Personal information
- Date of birth: 17 June 1997 (age 29)
- Place of birth: Tehran, Iran
- Height: 1.84 m (6 ft 0 in)
- Position: Winger

Team information
- Current team: Pars Jonoubi Jam
- Number: 49

Youth career
- 2009–2018: Saipa

Senior career*
- Years: Team / Apps / (Gls)
- 2018–2019: Saipa
- 2019–2022: Oghab Tehran
- 2022: Pars Jonoubi Jam
- 2022–2023: Vista Turbine
- 2023–2024: Khooshe Talaei Saveh
- 2024: Pars Jonoubi Jam
- 2024–2025: Palayesh Naft
- 2025–: Pars Jonoubi Jam

International career
- Iran U20

= Mohammad Alizadeh =

Iranian footballer (born 1997)

Mohammad Alizadeh (محمد علیزاده; born 17 June 1997) is an Iranian professional football player.

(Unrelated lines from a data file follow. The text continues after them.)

// In: src/tests/test_known_values.rs

#[cfg(test)]
mod tests {
    use crate::effectiveness::{compute_attack_multiplier, Multiplier};
    use crate::tests::common::{compiled_registry, type_map_of, TestChartBuilder};
    use pretty_assertions::assert_eq;
    use rstest::rstest;
    use schema::{ChartId, PokemonType};
    use PokemonType::*;

    #[rstest]
    #[case("Super effective (Fire vs Grass)", Fire, vec![Grass], Multiplier::Double)]
    #[case("Resisted (Fire vs Water)", Fire, vec![Water], Multiplier::Half)]
    #[case("No effect (Ghost vs Normal)", Ghost, vec![Normal], Multiplier::Immune)]
    #[case("Cancelling dual type (Fire vs Grass/Water)", Fire, vec![Grass, Water], Multiplier::Neutral)]
    #[case("Double weakness (Ice vs Dragon/Flying)", Ice, vec![Dragon, Flying], Multiplier::Quadruple)]
    #[case("Double resistance (Grass vs Fire/Flying)", Grass, vec![Fire, Flying], Multiplier::Quarter)]
    #[case("Immunity beats weakness (Electric vs Water/Ground)", Electric, vec![Water, Ground], Multiplier::Immune)]
    #[case("Fairy hits Dragon", Fairy, vec![Dragon], Multiplier::Double)]
    #[case("Dragon cannot touch Fairy", Dragon, vec![Fairy], Multiplier::Immune)]
    #[case("Steel no longer resists Ghost", Ghost, vec![Steel], Multiplier::Neutral)]
    fn test_modern_chart_values(
        #[case] desc: &str,
        #[case] attack: PokemonType,
        #[case] defenders: Vec<PokemonType>,
        #[case] expected: Multiplier,
    ) {
        let registry = compiled_registry();
        let map = registry.type_map(ChartId::Gen6Plus);

        assert_eq!(
            compute_attack_multiplier(attack, &defenders, map),
            Ok(expected),
            "{}",
            desc
        );
    }

    #[test]
    fn test_dual_type_scenario_multiplies() {
        // Ice doubly effective against Water alone and Fire alone.
        let map = type_map_of(
            TestChartBuilder::new(ChartId::Gen6Plus)
                .with_double(Ice, &[Water, Fire])
                .with_double(Water, &[Fire])
                .build(),
        );

        assert_eq!(compute_attack_multiplier(Ice, &[Water], &map), Ok(Multiplier::Double));
        assert_eq!(compute_attack_multiplier(Ice, &[Fire], &map), Ok(Multiplier::Double));
        assert_eq!(
            compute_attack_multiplier(Ice, &[Water, Fire], &map),
            Ok(Multiplier::Quadruple)
        );
        assert_eq!(
            compute_attack_multiplier(Ice, &[Fire, Water], &map),
            Ok(Multiplier::Quadruple)
        );
    }

    #[test]
    fn test_same_query_same_answer() {
        let registry = compiled_registry();
        let map = registry.type_map(ChartId::Gen2To5);

        let first = compute_attack_multiplier(Dark, &[Ghost, Psychic], map);
        let second = compute_attack_multiplier(Dark, &[Ghost, Psychic], map);
        assert_eq!(first, Ok(Multiplier::Quadruple));
        assert_eq!(first, second);
    }
}
// Type Matchups Schema - Shared type-chart definitions
// This crate contains the type identifiers and the chart data shape that are
// shared between the type-matchups library and its build script, so chart
// files can be validated and compiled before the library ever runs.

// Re-export the main types
pub use chart_data::*;
pub use pokemon_types::*;

pub mod chart_data;
pub mod pokemon_types;
//! Build script for type-matchups.
//!
//! Reads every chart in `data/type_charts`, refuses to build when any chart
//! fails validation, and embeds the validated charts as postcard bytes.

use schema::{validate_chart_data, ChartData, ChartId};
use std::collections::BTreeMap;
use std::env;
use std::fs;
use std::path::{Path, PathBuf};

fn main() {
    let out_dir = PathBuf::from(env::var("OUT_DIR").expect("OUT_DIR not set"));
    let manifest_dir =
        PathBuf::from(env::var("CARGO_MANIFEST_DIR").expect("CARGO_MANIFEST_DIR not set"));
    let chart_dir = manifest_dir.join("data").join("type_charts");

    println!("cargo:rerun-if-changed=build.rs");
    println!("cargo:rerun-if-changed=data/type_charts");

    let charts = load_charts(&chart_dir);

    let compiled: Vec<&ChartData> = charts.values().map(|(_, chart)| chart).collect();
    let bytes = postcard::to_allocvec(&compiled).expect("failed to serialize type charts");
    fs::write(out_dir.join("type_charts.postcard"), bytes).expect("write type_charts.postcard");

    let mut sources = phf_codegen::Map::new();
    for (id, (file_name, _)) in &charts {
        sources.entry(id.as_str(), &format!("{:?}", file_name));
    }

    let generated = format!(
        "// Generated by build.rs from data/type_charts. Do not edit.\n\
         static COMPILED_CHARTS: &[u8] = include_bytes!(concat!(env!(\"OUT_DIR\"), \"/type_charts.postcard\"));\n\
         static CHART_SOURCES: phf::Map<&'static str, &'static str> = {};\n",
        sources.build()
    );
    fs::write(out_dir.join("generated_data.rs"), generated).expect("write generated_data.rs");
}

/// Load, validate and index every `.ron` chart, keyed by chart id.
fn load_charts(chart_dir: &Path) -> BTreeMap<ChartId, (String, ChartData)> {
    let mut paths: Vec<PathBuf> = fs::read_dir(chart_dir)
        .unwrap_or_else(|e| panic!("cannot read {}: {}", chart_dir.display(), e))
        .filter_map(|entry| entry.ok().map(|entry| entry.path()))
        .filter(|path| path.extension().and_then(|ext| ext.to_str()) == Some("ron"))
        .collect();
    paths.sort();

    let mut charts = BTreeMap::new();
    for path in paths {
        println!("cargo:rerun-if-changed={}", path.display());

        let content = fs::read_to_string(&path)
            .unwrap_or_else(|e| panic!("cannot read {}: {}", path.display(), e));
        let chart: ChartData = ron::from_str(&content)
            .unwrap_or_else(|e| panic!("cannot parse {}: {}", path.display(), e));

        let issues = validate_chart_data(&chart);
        if !issues.is_empty() {
            let report: Vec<String> = issues.iter().map(|issue| format!("  - {}", issue)).collect();
            panic!(
                "type chart {} ({}) failed validation:\n{}",
                chart.id,
                path.display(),
                report.join("\n")
            );
        }

        let file_name = path
            .file_name()
            .and_then(|name| name.to_str())
            .unwrap_or_default()
            .to_string();
        let id = chart.id;
        if let Some((previous, _)) = charts.insert(id, (file_name.clone(), chart)) {
            panic!(
                "type chart {} is defined twice ({} and {})",
                id, previous, file_name
            );
        }
    }

    for id in ChartId::all() {
        if !charts.contains_key(&id) {
            panic!("no chart file defines {}", id);
        }
    }

    charts
}
#[cfg(test)]
pub mod common;

#[cfg(test)]
mod test_known_values;
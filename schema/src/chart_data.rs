use crate::{ChartId, PokemonType};
use serde::{Deserialize, Serialize};
use std::collections::{BTreeMap, BTreeSet};
use std::fmt;

/// Damage dealt by one attacking type, split by outcome.
///
/// Declared one-directionally: nothing here says anything about how the
/// listed types fare when they attack back.
#[derive(Debug, Clone, Default, PartialEq, Eq, Serialize, Deserialize)]
pub struct DamageRelations {
    #[serde(default)]
    pub double_damage_to: Vec<PokemonType>,
    #[serde(default)]
    pub half_damage_to: Vec<PokemonType>,
    #[serde(default)]
    pub no_damage_to: Vec<PokemonType>,
}

impl DamageRelations {
    /// Every defender mentioned, in the order: doubled, halved, none.
    pub fn referenced_types(&self) -> impl Iterator<Item = PokemonType> + '_ {
        self.double_damage_to
            .iter()
            .chain(&self.half_damage_to)
            .chain(&self.no_damage_to)
            .copied()
    }
}

/// One chart as supplied by a data file, before validation.
#[derive(Debug, Clone, PartialEq, Eq, Serialize, Deserialize)]
#[serde(rename_all = "camelCase")]
pub struct ChartData {
    pub id: ChartId,
    pub type_names: Vec<PokemonType>,
    #[serde(default)]
    pub damage_relations: BTreeMap<PokemonType, DamageRelations>,
}

/// A data-integrity defect found by `validate_chart_data`.
#[derive(Debug, Clone, PartialEq, Eq)]
pub enum ChartDataIssue {
    /// The same defender sits in more than one relation set of one attacker.
    OverlappingRelation {
        attacker: PokemonType,
        defender: PokemonType,
    },
    /// A relation mentions a type the chart does not declare. When the
    /// attacker key itself is undeclared, `referenced == attacker`.
    UndeclaredType {
        attacker: PokemonType,
        referenced: PokemonType,
    },
    DuplicateTypeName(PokemonType),
    /// `typeNames` disagrees with the types the chart id recognizes.
    TypeSetMismatch {
        missing: Vec<PokemonType>,
        unexpected: Vec<PokemonType>,
    },
}

impl fmt::Display for ChartDataIssue {
    fn fmt(&self, f: &mut fmt::Formatter<'_>) -> fmt::Result {
        match self {
            ChartDataIssue::OverlappingRelation { attacker, defender } => write!(
                f,
                "{} appears in more than one damage relation set of {}",
                defender, attacker
            ),
            ChartDataIssue::UndeclaredType {
                attacker,
                referenced,
            } if attacker == referenced => {
                write!(f, "relations declared for undeclared type {}", attacker)
            }
            ChartDataIssue::UndeclaredType {
                attacker,
                referenced,
            } => write!(
                f,
                "relations of {} reference undeclared type {}",
                attacker, referenced
            ),
            ChartDataIssue::DuplicateTypeName(pokemon_type) => {
                write!(f, "type {} is declared more than once", pokemon_type)
            }
            ChartDataIssue::TypeSetMismatch {
                missing,
                unexpected,
            } => write!(
                f,
                "declared types do not match the chart era (missing: {:?}, unexpected: {:?})",
                missing, unexpected
            ),
        }
    }
}

/// Check one chart for every integrity defect at once.
///
/// An empty result means the chart is safe to compile into a lookup table:
/// every referenced type is declared, the declared set matches the era, and
/// each attacker places any given defender in at most one relation set.
pub fn validate_chart_data(chart: &ChartData) -> Vec<ChartDataIssue> {
    let mut issues = Vec::new();

    let mut declared = BTreeSet::new();
    for pokemon_type in &chart.type_names {
        if !declared.insert(*pokemon_type) {
            issues.push(ChartDataIssue::DuplicateTypeName(*pokemon_type));
        }
    }

    let expected: BTreeSet<_> = chart.id.expected_types().into_iter().collect();
    if declared != expected {
        issues.push(ChartDataIssue::TypeSetMismatch {
            missing: expected.difference(&declared).copied().collect(),
            unexpected: declared.difference(&expected).copied().collect(),
        });
    }

    for (attacker, relations) in &chart.damage_relations {
        if !declared.contains(attacker) {
            issues.push(ChartDataIssue::UndeclaredType {
                attacker: *attacker,
                referenced: *attacker,
            });
        }

        let mut reported_undeclared = BTreeSet::new();
        for referenced in relations.referenced_types() {
            if !declared.contains(&referenced) && reported_undeclared.insert(referenced) {
                issues.push(ChartDataIssue::UndeclaredType {
                    attacker: *attacker,
                    referenced,
                });
            }
        }

        // Duplicates inside a single list are harmless; only cross-set membership conflicts.
        let sets: [BTreeSet<PokemonType>; 3] = [
            relations.double_damage_to.iter().copied().collect(),
            relations.half_damage_to.iter().copied().collect(),
            relations.no_damage_to.iter().copied().collect(),
        ];
        let mut seen = BTreeSet::new();
        let mut reported_overlap = BTreeSet::new();
        for defender in sets.iter().flatten() {
            if !seen.insert(*defender) && reported_overlap.insert(*defender) {
                issues.push(ChartDataIssue::OverlappingRelation {
                    attacker: *attacker,
                    defender: *defender,
                });
            }
        }
    }

    issues
}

He plays as a winger or midfielder for Pars Jonoubi Jam in the Iranian leagues.

==Early life==
Alizadeh was born in Tehran, Iran. He started playing football at the age of 12 in 2009 with the youth academy of Saipa F.C.. He played in the under-14 (children), under-16 (teenagers), under-19 (youth), under-21 (U-21), and senior teams of Saipa.

He was coached by famous Iranian manager Ali Daei and later joined him in the Asian competitions.

== Club career ==
- Saipa (Senior Team)
35 appearances, 8 goals across two seasons in the Persian Gulf Pro League.

- Khosheh Talai
In the first half of the season: 17 matches, 7 goals.

- Pars Jonoubi Jam (First Period)
In the second half of the season: 17 matches, 5 goals.

- Naft Palayesh Bandar Abbas (under coach Abdollah Veisi)
Full season: 34 matches, 7 goals.

- Return to Pars Jonoubi Jam
Currently playing in the team wearing number 49 as a winger.

- Vista Toorbin
30 matches, 8 goals.

== National team ==
- Played 10 matches for Iran U-20 National Team.
Scored 2 goals and took part in the AFC U-20 qualification matches.

== Honors ==
- Top scorer of Tehran at the youth level.
- Runner-up with the youth team in national championship.
- Third place with U-21 team in Iran.

== Personal life ==
Alizadeh is single. He was born in Tehran and has two brothers. His height is 1.78 meters and he plays mainly with his left foot.